DH has a job interview Friday, for selling insurance. He'd hate that job, but he'll take it if he can, he's desperate too.
We had to buy DH a business outfit for that interview, so we pawned his laptop today.
DH is so depressed, he went to bed at 6pm tonight.
He's also mad at me, because I accepted someone's offer to buy us the food we'll need to make a thanksgiving dinner. I told DH, it's for the kids, they were so happy when I told them we'll actually have a thanksgiving dinner. Sometimes you just have to swallow your pride.
I feel kinda weird, like I'm drowing, but then hope tries to fight its way back up, and then I feel like I'm drowing again, and so on. It's a constant up and down. I don't know who's going to win. Hope or Depression. I'm fighting for hope, with everything I have, but I'm getting weaker.
DH has been talking about downsizing our furry family members. I see his point, but how can I give one of my "babies" away? They are all utd on their shots, and we have food for them, but I am worried if one of them gets sick.
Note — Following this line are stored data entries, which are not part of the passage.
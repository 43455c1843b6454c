//! Slicing a tall raster into fixed-size pages.
//!
//! The surface is scaled so its width fills the printable width; the scaled
//! height is then cut into page-sized bands. Band edges are snapped down to
//! whole source rows so every row lands on exactly one page.

use talkreport_domain::{PageLayout, PageSlice, RenderedSurface, TalkReportError};
use thiserror::Error;

/// Tolerance for float noise when the content is an exact page multiple.
const PAGE_COUNT_EPSILON: f64 = 1e-9;

#[derive(Debug, Clone, PartialEq, Error)]
pub enum PaginationError {
    #[error("surface has no area ({width}x{height})")]
    EmptyInput { width: u32, height: u32 },

    #[error("invalid page layout: {0}")]
    InvalidLayout(String),
}

impl From<PaginationError> for TalkReportError {
    fn from(err: PaginationError) -> Self {
        Self::Export(err.to_string())
    }
}

/// Cut `surface` into pages of `layout`.
///
/// # Errors
/// `EmptyInput` for a zero-area surface; `InvalidLayout` when the margins
/// leave no printable area or a page would hold less than one source row.
pub fn paginate(
    surface: &RenderedSurface,
    layout: &PageLayout,
) -> Result<Vec<PageSlice>, PaginationError> {
    paginate_dimensions(surface.pixel_width(), surface.pixel_height(), layout)
}

/// [`paginate`] on bare dimensions.
///
/// # Errors
/// See [`paginate`].
pub fn paginate_dimensions(
    pixel_width: u32,
    pixel_height: u32,
    layout: &PageLayout,
) -> Result<Vec<PageSlice>, PaginationError> {
    if pixel_width == 0 || pixel_height == 0 {
        return Err(PaginationError::EmptyInput { width: pixel_width, height: pixel_height });
    }

    let content_width_mm = layout.content_width_mm();
    let content_height_mm = layout.content_height_mm();
    if !(content_width_mm.is_finite() && content_width_mm > 0.0) {
        return Err(PaginationError::InvalidLayout(format!(
            "content width {content_width_mm}mm (page {}mm, margin {}mm)",
            layout.page_width_mm, layout.margin_mm
        )));
    }
    if !(content_height_mm.is_finite() && content_height_mm > 0.0) {
        return Err(PaginationError::InvalidLayout(format!(
            "content height {content_height_mm}mm (page {}mm, margin {}mm)",
            layout.page_height_mm, layout.margin_mm
        )));
    }

    let height = f64::from(pixel_height);
    let scale = content_width_mm / f64::from(pixel_width);
    let total_mm = height * scale;

    if total_mm <= content_height_mm {
        return Ok(vec![PageSlice {
            page_index: 0,
            source_y_offset_px: 0,
            source_height_px: pixel_height,
            dest_height_mm: total_mm,
        }]);
    }

    let rows_per_page = content_height_mm / scale;
    if rows_per_page < 1.0 {
        return Err(PaginationError::InvalidLayout(format!(
            "a {content_height_mm}mm page holds {rows_per_page:.3} source rows"
        )));
    }

    let pages = (total_mm / content_height_mm - PAGE_COUNT_EPSILON).ceil() as usize;
    // Boundaries round down, so every page starts on a row below the last
    // one and no page is empty.
    let row_at = |page: usize| -> u32 {
        ((page as f64 * rows_per_page).floor() as u32).min(pixel_height - 1)
    };

    let slices = (0..pages)
        .map(|k| {
            let start = row_at(k);
            let end = if k + 1 == pages { pixel_height } else { row_at(k + 1) };
            let dest_top_mm = k as f64 * content_height_mm;
            PageSlice {
                page_index: k,
                source_y_offset_px: start,
                source_height_px: end - start,
                dest_height_mm: content_height_mm.min(total_mm - dest_top_mm),
            }
        })
        .collect();

    Ok(slices)
}

#[cfg(test)]
mod tests {
    use super::*;

    fn a4() -> PageLayout {
        PageLayout::a4(5.0)
    }

    fn assert_contiguous(slices: &[PageSlice], pixel_height: u32) {
        let mut expected_offset = 0;
        for (i, slice) in slices.iter().enumerate() {
            assert_eq!(slice.page_index, i);
            assert_eq!(slice.source_y_offset_px, expected_offset);
            assert!(slice.source_height_px > 0);
            expected_offset = slice.source_end_px();
        }
        assert_eq!(expected_offset, pixel_height);
    }

    #[test]
    fn short_surface_is_one_page() {
        let slices = paginate_dimensions(800, 1000, &a4()).unwrap();

        assert_eq!(slices.len(), 1);
        assert_eq!(slices[0].source_y_offset_px, 0);
        assert_eq!(slices[0].source_height_px, 1000);
        assert!((slices[0].dest_height_mm - 250.0).abs() < 1e-9);
    }

    #[test]
    fn tall_surface_spans_four_pages() {
        let slices = paginate_dimensions(800, 4000, &a4()).unwrap();

        assert_eq!(slices.len(), 4);
        assert_contiguous(&slices, 4000);
        assert_eq!(
            slices.iter().map(|s| s.source_y_offset_px).collect::<Vec<_>>(),
            vec![0, 1148, 2296, 3444]
        );
        assert_eq!(slices[3].source_height_px, 556);
        assert!((slices[3].dest_height_mm - 139.0).abs() < 1e-9);
        assert!(slices[..3].iter().all(|s| (s.dest_height_mm - 287.0).abs() < 1e-9));
    }

    #[test]
    fn dest_heights_sum_to_scaled_height() {
        for (w, h) in [(800, 4000), (1240, 9999), (333, 7777), (1, 5000)] {
            let slices = paginate_dimensions(w, h, &a4()).unwrap();
            let total: f64 = slices.iter().map(|s| s.dest_height_mm).sum();
            let expected = f64::from(h) * 200.0 / f64::from(w);
            assert!((total - expected).abs() < 1e-6, "{w}x{h}: {total} vs {expected}");
        }
    }

    #[test]
    fn source_rows_cover_surface_exactly() {
        for (w, h) in [(800, 1148), (800, 1149), (800, 2296), (1024, 31_337), (7, 100_000)] {
            let slices = paginate_dimensions(w, h, &a4()).unwrap();
            assert_contiguous(&slices, h);
        }
    }

    #[test]
    fn exact_page_multiple_has_no_empty_tail() {
        // 800px wide at 0.25mm/px: 1148 rows fill one 287mm page exactly.
        let slices = paginate_dimensions(800, 2296, &a4()).unwrap();
        assert_eq!(slices.len(), 2);
        assert_contiguous(&slices, 2296);
    }

    #[test]
    fn pagination_is_deterministic() {
        let first = paginate_dimensions(913, 12_345, &a4()).unwrap();
        let second = paginate_dimensions(913, 12_345, &a4()).unwrap();
        assert_eq!(first, second);
    }

    #[test]
    fn zero_area_is_rejected() {
        assert_eq!(
            paginate_dimensions(0, 100, &a4()),
            Err(PaginationError::EmptyInput { width: 0, height: 100 })
        );
        assert!(matches!(
            paginate_dimensions(100, 0, &a4()),
            Err(PaginationError::EmptyInput { .. })
        ));
    }

    #[test]
    fn oversized_margin_is_rejected() {
        let layout = PageLayout { page_width_mm: 210.0, page_height_mm: 297.0, margin_mm: 105.0 };
        assert!(matches!(
            paginate_dimensions(800, 1000, &layout),
            Err(PaginationError::InvalidLayout(_))
        ));
    }

    #[test]
    fn sub_row_pages_are_rejected() {
        // One source pixel is 200mm tall, more than the 90mm content height.
        let layout = PageLayout { page_width_mm: 210.0, page_height_mm: 100.0, margin_mm: 5.0 };
        assert!(matches!(
            paginate_dimensions(1, 10, &layout),
            Err(PaginationError::InvalidLayout(_))
        ));
    }

    #[test]
    fn surface_wrapper_matches_dimensions() {
        let surface = RenderedSurface::new(2, 3, vec![0; 24]).unwrap();
        assert_eq!(paginate(&surface, &a4()).unwrap(), paginate_dimensions(2, 3, &a4()).unwrap());
    }
}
My furries make me happy, how can I choose one to "get rid of"?
All those christmas commercials are really getting me down. All those toys, the commercials with excited kids tearing through piles of presents. And knowing that this year, we can't give our kids that. The little guy won't care, he'll be perfectly happy with one new toy, even if it's a used one. But the older one is used to being spoiled on christmas. I know, presents are not what Christmas is about, but for a barely 9 year old, it is.
I just feel like crying tonight.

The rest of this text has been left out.